Nitrogen dioxide is released by the interaction of some metals with nitric acid. Inhalation intoxication with nitrogen dioxide leads to chemical pulmonary edema. This study presents the case of a patient who had acute inhalation exposure to an unidentified brown gaseous substance (presumably nitrogen dioxide) when he etched a metal product with nitric acid. Twenty-four hours after contact with the gas, he manifested signs of intoxication, such as chest pain, tachypnea, and decreased saturation. Laboratory tests revealed hemoconcentration, hyperfermentemia, and arterial hypoxemia. The X-ray image of the entire lung surface revealed a sharp increase and deformation of the pulmonary pattern due to the vascular component. The diagnosis was T65, i.e., toxic effect of other and unspecified substances.

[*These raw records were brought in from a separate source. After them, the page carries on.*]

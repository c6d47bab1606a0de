//! Argument definitions.

use clap::{Args, Parser, Subcommand};
use scout::route::{Platform, RouteKind};

use crate::output::OutputFormat;

/// Finds representative design-reference links for a set of keywords by
/// driving a browser through an automation tool.
#[derive(Debug, Parser)]
#[command(name = "scout", version, about)]
pub struct Cli {
	/// Increase log verbosity (-v info, -vv debug).
	#[arg(short, long, global = true, action = clap::ArgAction::Count)]
	pub verbose: u8,

	/// Output format for results on stdout.
	#[arg(long, global = true, value_enum, default_value = "text")]
	pub format: OutputFormat,

	#[command(subcommand)]
	pub command: Command,
}

#[derive(Debug, Subcommand)]
pub enum Command {
	/// Run a progressive search and print the curated results.
	Search(SearchArgs),
	/// Connect to the automation tool and list its advertised tools.
	Tools(ToolArgs),
}

#[derive(Debug, Args)]
pub struct SearchArgs {
	/// Keyword to search for. Repeatable.
	#[arg(short, long = "keyword", required = true)]
	pub keywords: Vec<String>,

	/// Route to search (apps, flows, screens). Repeatable; all routes
	/// when omitted.
	#[arg(short, long = "route")]
	pub routes: Vec<RouteKind>,

	/// Device platform to scope the search to.
	#[arg(short, long, default_value = "ios")]
	pub platform: Platform,

	/// Results to capture per keyword.
	#[arg(short = 'n', long, default_value_t = 5)]
	pub count: usize,

	/// Target-site base URL.
	#[arg(long, env = "SCOUT_BASE_URL")]
	pub base_url: Option<String>,

	/// Account email for the target site.
	#[arg(long, env = "SCOUT_EMAIL")]
	pub email: Option<String>,

	/// Account password for the target site.
	#[arg(long, env = "SCOUT_PASSWORD", hide_env_values = true)]
	pub password: Option<String>,

	/// Run the browser with a visible window.
	#[arg(long)]
	pub headed: bool,

	/// Take a screenshot of every results page reached.
	#[arg(long)]
	pub debug: bool,

	#[command(flatten)]
	pub tool: ToolArgs,
}

#[derive(Debug, Args)]
pub struct ToolArgs {
	/// Automation-tool command to spawn.
	#[arg(long, env = "SCOUT_TOOL_CMD", default_value = "scout-browser-tool")]
	pub tool_cmd: String,

	/// Arguments for the automation tool, whitespace-separated.
	#[arg(long, env = "SCOUT_TOOL_ARGS", default_value = "", hide_default_value = true)]
	pub tool_args: String,
}

impl ToolArgs {
	pub fn process_config(&self) -> scout_runtime::ToolProcessConfig {
		scout_runtime::ToolProcessConfig::new(
			self.tool_cmd.clone(),
			self.tool_args
				.split_whitespace()
				.map(str::to_string)
				.collect(),
		)
	}
}

#[cfg(test)]
mod tests {
	use clap::CommandFactory;

	use super::*;

	#[test]
	fn cli_definition_is_consistent() {
		Cli::command().debug_assert();
	}

	#[test]
	fn search_args_parse() {
		let cli = Cli::parse_from([
			"scout", "search", "-k", "banking", "-k", "fintech", "-r", "apps", "-n", "3",
		]);
		match cli.command {
			Command::Search(args) => {
				assert_eq!(args.keywords, vec!["banking", "fintech"]);
				assert_eq!(args.routes, vec![RouteKind::Apps]);
				assert_eq!(args.count, 3);
				assert_eq!(args.platform, Platform::Ios);
			}
			_ => panic!("expected search subcommand"),
		}
	}

	#[test]
	fn tool_args_split_into_a_process_config() {
		let args = ToolArgs {
			tool_cmd: "npx".to_string(),
			tool_args: "@automation/server --headless".to_string(),
		};
		let config = args.process_config();
		assert_eq!(config.command, "npx");
		assert_eq!(config.args, vec!["@automation/server", "--headless"]);
	}
}
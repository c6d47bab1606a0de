//! Newline-delimited JSON transport over the child's stdio.
//!
//! One JSON value per line in both directions. The receiver parses each line
//! independently: a line that is not valid JSON is logged and skipped, and
//! the stream keeps going. One corrupt line from the tool must not take
//! down the whole connection.

#[cfg(test)]
mod tests;

use serde_json::Value;
use tokio::io::{AsyncBufReadExt, AsyncRead, AsyncWrite, AsyncWriteExt, BufReader};
use tokio::sync::mpsc;
use tracing::warn;

use crate::error::{Error, Result};

/// Transport over a writable stdin half and a readable stdout half.
///
/// Constructed whole, then split with [`LineTransport::into_parts`] so the
/// sender and receiver can live on separate tasks.
pub struct LineTransport<W, R> {
	writer: W,
	reader: R,
	inbound_tx: mpsc::UnboundedSender<Value>,
}

impl<W, R> LineTransport<W, R>
where
	W: AsyncWrite + Unpin + Send,
	R: AsyncRead + Unpin + Send,
{
	/// Creates a transport and the channel on which received messages are
	/// delivered.
	pub fn new(writer: W, reader: R) -> (Self, mpsc::UnboundedReceiver<Value>) {
		let (inbound_tx, inbound_rx) = mpsc::unbounded_channel();
		(
			Self {
				writer,
				reader,
				inbound_tx,
			},
			inbound_rx,
		)
	}

	/// Splits the transport into its sender and receiver halves.
	pub fn into_parts(self) -> (LineSender<W>, LineReceiver<R>) {
		(
			LineSender {
				writer: self.writer,
			},
			LineReceiver {
				reader: BufReader::new(self.reader),
				inbound_tx: self.inbound_tx,
			},
		)
	}
}

/// Writing half: serializes one message per line.
pub struct LineSender<W> {
	writer: W,
}

impl<W: AsyncWrite + Unpin + Send> LineSender<W> {
	/// Writes `message` followed by a newline and flushes.
	pub async fn send(&mut self, message: Value) -> Result<()> {
		let mut frame = serde_json::to_vec(&message)?;
		frame.push(b'\n');
		self.writer
			.write_all(&frame)
			.await
			.map_err(|error| Error::Transport(format!("failed to write frame: {error}")))?;
		self.writer
			.flush()
			.await
			.map_err(|error| Error::Transport(format!("failed to flush frame: {error}")))?;
		Ok(())
	}
}

/// Reading half: splits the stream on newlines and forwards each parsed
/// value to the inbound channel.
pub struct LineReceiver<R> {
	reader: BufReader<R>,
	inbound_tx: mpsc::UnboundedSender<Value>,
}

impl<R: AsyncRead + Unpin + Send> LineReceiver<R> {
	/// Reads lines until EOF or until the inbound channel is dropped.
	///
	/// Returns `Ok(())` on clean EOF; read failures are transport errors.
	pub async fn run(mut self) -> Result<()> {
		let mut line = String::new();
		loop {
			line.clear();
			let read = self
				.reader
				.read_line(&mut line)
				.await
				.map_err(|error| Error::Transport(format!("failed to read line: {error}")))?;
			if read == 0 {
				return Ok(());
			}

			let trimmed = line.trim();
			if trimmed.is_empty() {
				continue;
			}

			match serde_json::from_str::<Value>(trimmed) {
				Ok(value) => {
					if self.inbound_tx.send(value).is_err() {
						// Receiver side is gone; nothing left to deliver to.
						return Ok(());
					}
				}
				Err(error) => {
					warn!(target: "scout_runtime", %error, "skipping unparseable protocol line");
				}
			}
		}
	}
}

With treatment, the patients condition improved. On day 4 after therapeutic exposure, with decreased oxygen fraction in the inhaled gas mixture to 0.3, the saturation increased to 98%, and tachypnea disappeared. On day 6, with ongoing treatment (oxygen therapy, use of antioxidants, antihypoxants, anti-inflammatory, and antibacterial drugs), the inflammatory reaction stopped, the rheological properties of the blood improved, and the gas composition of arterial blood normalized, i.e., the oxygenation index was 436, which indicated the disappearance of arterial blood oxygenation disorders. During the radiological examination, the normal radiological picture of the lungs was determined. Thus, on day 6 after the start of therapy, signs of intoxication were completely stopped. Specific changes in the lungs during radiation research techniques, hemoconcentration, inflammation, and hypoxemia during laboratory blood tests should be considered prognostic signs of chemical pulmonary edema. As a pathogenetic therapy, treatment must be supplemented with drugs that stop the cascade of free radical oxidation reactions (acetylcysteine and sodium thiosulfate). Individuals exposed to nitrogen dioxide should be considered a high-risk group for lung damage and hospitalized for dynamic observation for at least 2 days. Taking into account the genotoxic effects of nitrogen dioxide, affected patients should be classified as at risk of developing neoplasms and undergo further dynamic monitoring.